BOSTON (CBS) -- What will reopening look like for Massachusetts schools this fall? Gov. Charlie Baker indicated at a Friday news conference that he doesn't want all schools in the state to be starting fully remote.
School districts are being asked to prepare for three potential scenarios: A full reopening, remote-only learning or a hybrid model. Baker said the vast majority of communities in Massachusetts have coronavirus transmission rates low enough to allow for in-person learning.
"To say everybody should go remote. . . the facts don't support it, the data doesn't support it and the science doesn't support it," Baker said.
The CDC says "children do not appear to be at higher risk for COVID-19 than adults" based on available evidence. But the state's two largest teachers' unions are calling for remote-only learning across Massachusetts because of the uptick in coronavirus cases and concerns about social distancing, access to coronavirus testing and ventilation.
"It's become clear in the last few weeks that an in-person return to schools would unacceptably put the health and safety of our students, their families, and educators at risk," the American Federation of Teachers Massachusetts said in a statement earlier this week. "Parents, grandparents, and educators – maybe even students – would die."
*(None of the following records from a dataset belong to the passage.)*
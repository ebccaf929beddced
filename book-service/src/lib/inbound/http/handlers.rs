use axum::extract::rejection::JsonRejection;
use axum::extract::rejection::PathRejection;
use axum::http::StatusCode;
use axum::response::IntoResponse;
use axum::response::Response;
use axum::Json;
use serde::Serialize;

use crate::account::errors::AccountError;
use crate::book::errors::BookError;
use crate::inbound::http::messages::MessageResponse;
use crate::review::errors::ReviewError;
use crate::token::errors::TokenError;

pub mod books;
pub mod delete_review;
pub mod get_reviews;
pub mod login;
pub mod register;
pub mod upsert_review;

/// Successful response: status code plus the bare JSON payload.
#[derive(Debug, Clone)]
pub struct ApiSuccess<T: Serialize>(StatusCode, Json<T>);

impl<T> PartialEq for ApiSuccess<T>
where
    T: Serialize + PartialEq,
{
    fn eq(&self, other: &Self) -> bool {
        self.0 == other.0 && self.1 .0 == other.1 .0
    }
}

impl<T: Serialize> ApiSuccess<T> {
    pub fn new(status: StatusCode, data: T) -> Self {
        ApiSuccess(status, Json(data))
    }
}

impl<T: Serialize> IntoResponse for ApiSuccess<T> {
    fn into_response(self) -> Response {
        (self.0, self.1).into_response()
    }
}

#[derive(Debug, Clone, PartialEq, Eq)]
pub enum ApiError {
    InternalServerError(String),
    BadRequest(String),
    NotFound(String),
    Unauthorized(String),
    MethodNotAllowed,
}

impl From<anyhow::Error> for ApiError {
    fn from(e: anyhow::Error) -> Self {
        Self::InternalServerError(e.to_string())
    }
}

impl IntoResponse for ApiError {
    fn into_response(self) -> Response {
        let (status, message) = match self {
            ApiError::InternalServerError(msg) => {
                tracing::error!(error = %msg, "Request failed");
                (
                    StatusCode::INTERNAL_SERVER_ERROR,
                    "Internal server error".to_string(),
                )
            }
            ApiError::BadRequest(msg) => (StatusCode::BAD_REQUEST, msg),
            ApiError::NotFound(msg) => (StatusCode::NOT_FOUND, msg),
            ApiError::Unauthorized(msg) => (StatusCode::UNAUTHORIZED, msg),
            ApiError::MethodNotAllowed => (
                StatusCode::METHOD_NOT_ALLOWED,
                "Method not allowed".to_string(),
            ),
        };

        (status, Json(MessageResponse::new(message))).into_response()
    }
}

/// Malformed or incomplete JSON bodies are a 400, not axum's default 422.
impl From<JsonRejection> for ApiError {
    fn from(rejection: JsonRejection) -> Self {
        ApiError::BadRequest(rejection.body_text())
    }
}

/// Path segments that fail to decode, such as invalid UTF-8.
impl From<PathRejection> for ApiError {
    fn from(rejection: PathRejection) -> Self {
        ApiError::BadRequest(rejection.body_text())
    }
}

/// Router fallback for paths no route matches.
pub async fn not_found() -> ApiError {
    ApiError::NotFound("Not found".to_string())
}

/// Method fallback for a matched path.
pub async fn method_not_allowed() -> ApiError {
    ApiError::MethodNotAllowed
}

impl From<AccountError> for ApiError {
    fn from(err: AccountError) -> Self {
        match err {
            AccountError::AlreadyExists(_) => {
                ApiError::BadRequest("Username already exists".to_string())
            }
            AccountError::InvalidCredentials => ApiError::Unauthorized(err.to_string()),
            AccountError::Password(_) | AccountError::Unknown(_) => {
                ApiError::InternalServerError(err.to_string())
            }
        }
    }
}

impl From<TokenError> for ApiError {
    fn from(err: TokenError) -> Self {
        match err {
            TokenError::Unauthenticated(_) => ApiError::Unauthorized("Invalid token".to_string()),
            TokenError::Issue(_) => ApiError::InternalServerError(err.to_string()),
        }
    }
}

impl From<BookError> for ApiError {
    fn from(err: BookError) -> Self {
        match err {
            BookError::NotFound(_) => ApiError::NotFound(err.to_string()),
            BookError::Unknown(_) => ApiError::InternalServerError(err.to_string()),
        }
    }
}

impl From<ReviewError> for ApiError {
    fn from(err: ReviewError) -> Self {
        match err {
            ReviewError::BookNotFound(_) | ReviewError::ReviewNotFound { .. } => {
                ApiError::NotFound(err.to_string())
            }
            ReviewError::Unknown(_) => ApiError::InternalServerError(err.to_string()),
        }
    }
}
Baker argued that remote-only learning in the fall will present new challenges not seen in the spring.
"When we went to remote back in March, all those kids and all those teachers knew each other," he said. "For anyone who opens remote straight out the gate, you're talking about a bunch of kids and a bunch of teachers who won't know each other at all."
Baker said he's especially concerned about kids in kindergarten through third grade, who he said are "least likely to be infected in the first place," not learning how to read.
"Trying to teach those kids how to read remotely. . .I mean that's not how you teach kids how to read," he said.